Designing Elixir Supervisor Trees

Over the past year, I’ve been getting more and more into Elixir. The language and paradigm has shifted how I think about coding in Ruby and has been incredibly fun to work with. One of the core concepts of an Elixir application is the supervision tree. Let’s dive into some patterns that I typically use, along with some real code.

Supervisors and Processes

A process in Elixir is an isolated unit of execution. Processes have their own stack, “run queue”, and garbage collection. Because of this level of isolation, it helps to think of them as small programs that can talk to other small programs in an application. Processes are crucial for storing and accessing dynamic data, as well as for implementing transformations around data. A process executes all operations in its run queue sequentially, but multiple run queues can execute concurrently (leading to true concurrency). If you are curious about this specifically, I find Hamidreza Soleimani’s blog post fascinating.

A supervisor is a process that manages the lifecycles of child processes. This most often comes through as a fault tolerance mechanism. If a process crashes, the parent supervisor can choose to restart it, let it stay dead, restart it and all peers, etc. A supervisor can supervise other supervisors, which leads to a supervision tree.

Modeling a Problem

The problem that I’m going to discuss today is the model of a game server for the game generals.io. This is a turn-based “real-time” strategy game that involves capturing towns with armies and overtaking the enemy generals. Users can queue up moves to execute sequentially over turns. This allows complex moves to be planned out and executed without losing time.

In this problem, there are a few concepts that stick out to me:

Board: A board is the representation of what the current state of the game is. This would include the cell types, the state of the armies, the fog of war, etc
Command queue: This stores the entire set of commands for the game. It is write-ahead and knows what commands have been executed and which are in the future (and on which turn)
Player list: Not as obvious as the others, but we need to know what players are in a game, and what the mapping is to their login
Game: The game contains all of the above things and ticks every so often, progressing the gameplay along
Game list: Building an online game requires supporting multiple games at once

I’m going to walk through each of these concepts (in order) and explain the approach I took in implementing the supervision tree. First, let’s see what that supervision tree might look like.

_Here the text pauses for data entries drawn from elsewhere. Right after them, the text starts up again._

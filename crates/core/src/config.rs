//! Configuration types

use alloy_primitives::Address;
use rust_decimal::Decimal;
use serde::{Deserialize, Serialize};
use std::collections::HashSet;
use std::time::Duration;

use crate::{CoreError, CoreResult, SourceId, TokenId};

/// Which confirmations make a token count as published
#[derive(Debug, Clone, Copy, PartialEq, Eq, Default, Serialize, Deserialize)]
#[serde(rename_all = "snake_case")]
pub enum PartialPublicationPolicy {
    /// Both the registry and the price feed must confirm
    #[default]
    RequireBoth,
    /// A confirmed price-feed update is enough; a failed registry update is
    /// logged for reconciliation and not retried
    PriceFeedSufficient,
}

/// Chain collaborator and contract configuration
#[derive(Debug, Clone, Serialize, Deserialize)]
#[serde(default)]
pub struct ChainConfig {
    pub rpc_url: String,
    /// Node-managed account the updates are sent from
    pub sender: Address,
    /// Aggregator-registry contract
    pub registry: Address,
    pub gas_limit: u64,
    /// Fixed-point decimals of the on-chain price representation
    pub price_decimals: u32,
    pub rpc_timeout_ms: u64,
    pub confirmation_timeout_ms: u64,
    pub receipt_poll_interval_ms: u64,
    pub partial_policy: PartialPublicationPolicy,
}

impl ChainConfig {
    pub fn rpc_timeout(&self) -> Duration {
        Duration::from_millis(self.rpc_timeout_ms)
    }

    pub fn confirmation_timeout(&self) -> Duration {
        Duration::from_millis(self.confirmation_timeout_ms)
    }

    pub fn receipt_poll_interval(&self) -> Duration {
        Duration::from_millis(self.receipt_poll_interval_ms)
    }
}

impl Default for ChainConfig {
    fn default() -> Self {
        Self {
            rpc_url: "http://localhost:8545".to_string(),
            sender: Address::ZERO,
            registry: Address::ZERO,
            gas_limit: 2_000_000,
            price_decimals: 8,
            rpc_timeout_ms: 10_000,
            confirmation_timeout_ms: 60_000,
            receipt_poll_interval_ms: 1_000,
            partial_policy: PartialPublicationPolicy::RequireBoth,
        }
    }
}

/// HTTP source client configuration
#[derive(Debug, Clone, PartialEq, Eq, Serialize, Deserialize)]
#[serde(default)]
pub struct SourceClientConfig {
    /// Timeout for a single HTTP request
    pub request_timeout_ms: u64,
    /// Shared deadline for all sources of one cycle
    pub fetch_timeout_ms: u64,
}

impl SourceClientConfig {
    pub fn request_timeout(&self) -> Duration {
        Duration::from_millis(self.request_timeout_ms)
    }

    pub fn fetch_timeout(&self) -> Duration {
        Duration::from_millis(self.fetch_timeout_ms)
    }
}

impl Default for SourceClientConfig {
    fn default() -> Self {
        Self {
            request_timeout_ms: 2_000,
            fetch_timeout_ms: 3_000,
        }
    }
}

/// Aggregation configuration
#[derive(Debug, Clone, PartialEq, Serialize, Deserialize)]
#[serde(default)]
pub struct AggregationConfig {
    pub min_quorum: usize,
    pub max_observation_age_ms: u64,
    /// Spread above which the furthest observation is dropped
    pub outlier_threshold: Decimal,
}

impl AggregationConfig {
    pub fn max_observation_age(&self) -> Duration {
        Duration::from_millis(self.max_observation_age_ms)
    }
}

impl Default for AggregationConfig {
    fn default() -> Self {
        Self {
            min_quorum: 2,
            max_observation_age_ms: 60_000,
            outlier_threshold: Decimal::new(5, 2), // 5%
        }
    }
}

/// Publication gate configuration
#[derive(Debug, Clone, PartialEq, Serialize, Deserialize)]
#[serde(default)]
pub struct GateConfig {
    /// Relative change that forces a republish
    pub deviation_threshold: Decimal,
    /// Age of the last publication that forces a republish
    pub max_staleness_secs: u64,
}

impl GateConfig {
    pub fn max_staleness(&self) -> Duration {
        Duration::from_secs(self.max_staleness_secs)
    }
}

impl Default for GateConfig {
    fn default() -> Self {
        Self {
            deviation_threshold: Decimal::new(5, 3), // 0.5%
            max_staleness_secs: 3600,
        }
    }
}

/// Publication retry configuration
#[derive(Debug, Clone, PartialEq, Serialize, Deserialize)]
#[serde(default)]
pub struct RetryConfig {
    pub max_retries: u32,
    pub base_delay_ms: u64,
    pub max_delay_ms: u64,
    /// Random extra delay as a fraction of the exponential delay
    pub jitter_ratio: f64,
}

impl RetryConfig {
    pub fn base_delay(&self) -> Duration {
        Duration::from_millis(self.base_delay_ms)
    }

    pub fn max_delay(&self) -> Duration {
        Duration::from_millis(self.max_delay_ms)
    }
}

impl Default for RetryConfig {
    fn default() -> Self {
        Self {
            max_retries: 3,
            base_delay_ms: 500,
            max_delay_ms: 30_000,
            jitter_ratio: 0.2,
        }
    }
}

#[derive(Debug, Clone, Serialize, Deserialize)]
#[serde(default)]
pub struct SchedulerConfig {
    pub update_interval_ms: u64,
    pub stats_interval_ms: u64,
}

impl SchedulerConfig {
    pub fn update_interval(&self) -> Duration {
        Duration::from_millis(self.update_interval_ms)
    }

    pub fn stats_interval(&self) -> Duration {
        Duration::from_millis(self.stats_interval_ms)
    }
}

impl Default for SchedulerConfig {
    fn default() -> Self {
        Self {
            update_interval_ms: 60_000,
            stats_interval_ms: 300_000,
        }
    }
}

#[derive(Debug, Clone, Serialize, Deserialize)]
#[serde(default)]
pub struct LoggingConfig {
    pub level: String,
    pub json: bool,
}

impl Default for LoggingConfig {
    fn default() -> Self {
        Self {
            level: "info".to_string(),
            json: false,
        }
    }
}

/// One off-chain price provider
#[derive(Debug, Clone, PartialEq, Serialize, Deserialize)]
pub struct SourceConfig {
    pub id: SourceId,
    /// Base URL; prices are read from `<endpoint>/price/<token>`
    pub endpoint: String,
}

/// Per-token configuration
#[derive(Debug, Clone, Serialize, Deserialize)]
pub struct TokenConfig {
    pub id: TokenId,
    /// Token address passed to the registry
    pub address: Address,
    /// Price-feed contract for this token
    pub price_feed: Address,
    pub sources: Vec<SourceConfig>,
    #[serde(default)]
    pub aggregation: Option<AggregationConfig>,
    #[serde(default)]
    pub gate: Option<GateConfig>,
}

/// Complete updater configuration
#[derive(Debug, Clone, Default, Serialize, Deserialize)]
#[serde(default)]
pub struct OracleConfig {
    pub chain: ChainConfig,
    pub sources: SourceClientConfig,
    pub aggregation: AggregationConfig,
    pub gate: GateConfig,
    pub retry: RetryConfig,
    pub scheduler: SchedulerConfig,
    pub logging: LoggingConfig,
    pub tokens: Vec<TokenConfig>,
}

impl OracleConfig {
    pub fn token(&self, id: &TokenId) -> CoreResult<&TokenConfig> {
        self.tokens
            .iter()
            .find(|t| &t.id == id)
            .ok_or_else(|| CoreError::TokenNotFound(id.clone()))
    }

    pub fn token_ids(&self) -> Vec<TokenId> {
        self.tokens.iter().map(|t| t.id.clone()).collect()
    }

    /// Aggregation settings for a token, falling back to the global ones
    pub fn aggregation_for<'a>(&'a self, token: &'a TokenConfig) -> &'a AggregationConfig {
        token.aggregation.as_ref().unwrap_or(&self.aggregation)
    }

    pub fn gate_for<'a>(&'a self, token: &'a TokenConfig) -> &'a GateConfig {
        token.gate.as_ref().unwrap_or(&self.gate)
    }

    pub fn validate(&self) -> CoreResult<()> {
        if self.tokens.is_empty() {
            return Err(invalid("no tokens configured"));
        }
        if self.chain.price_decimals > 18 {
            return Err(invalid(format!(
                "price_decimals {} exceeds 18",
                self.chain.price_decimals
            )));
        }
        if self.chain.confirmation_timeout_ms == 0 {
            return Err(invalid("confirmation_timeout_ms must be positive"));
        }
        if self.retry.max_delay_ms < self.retry.base_delay_ms {
            return Err(invalid("retry.max_delay_ms is below retry.base_delay_ms"));
        }
        if !(0.0..=1.0).contains(&self.retry.jitter_ratio) {
            return Err(invalid("retry.jitter_ratio must be within [0, 1]"));
        }
        if self.scheduler.update_interval_ms == 0 {
            return Err(invalid("scheduler.update_interval_ms must be positive"));
        }
        if self.scheduler.stats_interval_ms == 0 {
            return Err(invalid("scheduler.stats_interval_ms must be positive"));
        }

        validate_aggregation("aggregation", &self.aggregation)?;
        validate_gate("gate", &self.gate)?;

        let mut seen = HashSet::new();
        for token in &self.tokens {
            if !seen.insert(&token.id) {
                return Err(invalid(format!("duplicate token {}", token.id)));
            }

            let aggregation = self.aggregation_for(token);
            validate_aggregation(token.id.as_str(), aggregation)?;
            validate_gate(token.id.as_str(), self.gate_for(token))?;

            if token.sources.len() < aggregation.min_quorum {
                return Err(invalid(format!(
                    "token {} has {} sources but quorum {}",
                    token.id,
                    token.sources.len(),
                    aggregation.min_quorum
                )));
            }

            let mut source_ids = HashSet::new();
            for source in &token.sources {
                if !source_ids.insert(&source.id) {
                    return Err(invalid(format!(
                        "token {} lists source {} twice",
                        token.id, source.id
                    )));
                }
            }
        }

        Ok(())
    }
}

fn invalid(msg: impl Into<String>) -> CoreError {
    CoreError::InvalidConfig(msg.into())
}

fn validate_aggregation(scope: &str, config: &AggregationConfig) -> CoreResult<()> {
    if config.min_quorum == 0 {
        return Err(invalid(format!("{scope}: min_quorum must be at least 1")));
    }
    if config.outlier_threshold <= Decimal::ZERO {
        return Err(invalid(format!("{scope}: outlier_threshold must be positive")));
    }
    Ok(())
}

fn validate_gate(scope: &str, config: &GateConfig) -> CoreResult<()> {
    if config.deviation_threshold <= Decimal::ZERO {
        return Err(invalid(format!("{scope}: deviation_threshold must be positive")));
    }
    if config.max_staleness_secs == 0 {
        return Err(invalid(format!("{scope}: max_staleness_secs must be positive")));
    }
    Ok(())
}

#[cfg(test)]
mod tests {
    use super::*;
    use rust_decimal_macros::dec;

    fn token(id: &str, sources: &[&str]) -> TokenConfig {
        TokenConfig {
            id: TokenId::new(id),
            address: Address::repeat_byte(1),
            price_feed: Address::repeat_byte(2),
            sources: sources
                .iter()
                .map(|s| SourceConfig {
                    id: SourceId::new(*s),
                    endpoint: format!("https://{s}.example.com"),
                })
                .collect(),
            aggregation: None,
            gate: None,
        }
    }

    fn config(tokens: Vec<TokenConfig>) -> OracleConfig {
        OracleConfig {
            tokens,
            ..Default::default()
        }
    }

    #[test]
    fn test_valid_config() {
        let cfg = config(vec![token("WETH", &["a", "b"]), token("WBTC", &["a", "b", "c"])]);
        assert!(cfg.validate().is_ok());
        assert_eq!(cfg.token_ids().len(), 2);
    }

    #[test]
    fn test_rejects_empty_and_duplicate_tokens() {
        assert!(config(vec![]).validate().is_err());
        let cfg = config(vec![token("WETH", &["a", "b"]), token("WETH", &["a", "b"])]);
        assert!(matches!(cfg.validate(), Err(CoreError::InvalidConfig(_))));
    }

    #[test]
    fn test_rejects_sources_below_quorum() {
        let cfg = config(vec![token("WETH", &["a"])]);
        assert!(cfg.validate().is_err());
    }

    #[test]
    fn test_per_token_overrides() {
        let mut weth = token("WETH", &["a"]);
        weth.aggregation = Some(AggregationConfig {
            min_quorum: 1,
            ..Default::default()
        });
        weth.gate = Some(GateConfig {
            deviation_threshold: dec!(0.02),
            max_staleness_secs: 600,
        });
        let cfg = config(vec![weth]);
        assert!(cfg.validate().is_ok());

        let weth = cfg.token(&TokenId::new("WETH")).unwrap();
        assert_eq!(cfg.aggregation_for(weth).min_quorum, 1);
        assert_eq!(cfg.gate_for(weth).max_staleness(), Duration::from_secs(600));
        assert!(cfg.token(&TokenId::new("DAI")).is_err());
    }

    #[test]
    fn test_rejects_bad_retry_bounds() {
        let mut cfg = config(vec![token("WETH", &["a", "b"])]);
        cfg.retry.max_delay_ms = 10;
        cfg.retry.base_delay_ms = 100;
        assert!(cfg.validate().is_err());

        cfg.retry = RetryConfig {
            jitter_ratio: 1.5,
            ..Default::default()
        };
        assert!(cfg.validate().is_err());
    }
}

Supervision Tree for Our Game

What I’m about to present doesn’t come immediately (well, maybe with more practice), and is something that came about through iterations and testing the waters with different code. This is the final product, which I’ll go into more detail on. The [] syntax indicates what the children are.

Application -> [GamesSupervisor, GameRegistry, WebEndpoint]
GamesSupervisor (1 child type) -> [GameSupervisor (dynamic)]
GameSupervisor (4 child type) -> [BoardServer, CommandQueueServer, TickServer, PlayerServer]

BoardServer [code]

When building the game, I started with the board object and naturally progressed into the BoardServer. I feel that starting on the inner nodes of the supervisor can make it more obvious what the next steps are, rather than trying to plan out everything at once.

Notes on the code:

I’ve found myself trying to keep servers as simple as possible, and executing complex logic in plain old modules which don’t have any GenServer capability. When looking at the BoardServer, I’m happy to see that there is no real logic in it, other than turn + 1.

Defining a simple interface is crucial for communication between GenServers. I’ve found myself getting stuck in between more verbose interfaces in the past and always regret whatever brought me there.

You’ll notice that I don’t use any of the GenServer helpers to remove boiler plate. I’ve found that keeping it to pure Elixir makes it easier to read in the long run, and increases my consistency across projects.

CommandQueueServer [code]

Following the theme of keeping GenServers simple, this one is even more simple. When I’m dealing with a GenServer that really only touches one thing, like this one dealing with a Queue implementation, I do like to reach for Agent. Using an Agent removes the need to build a real GenServer implementation, and increases the readability significantly.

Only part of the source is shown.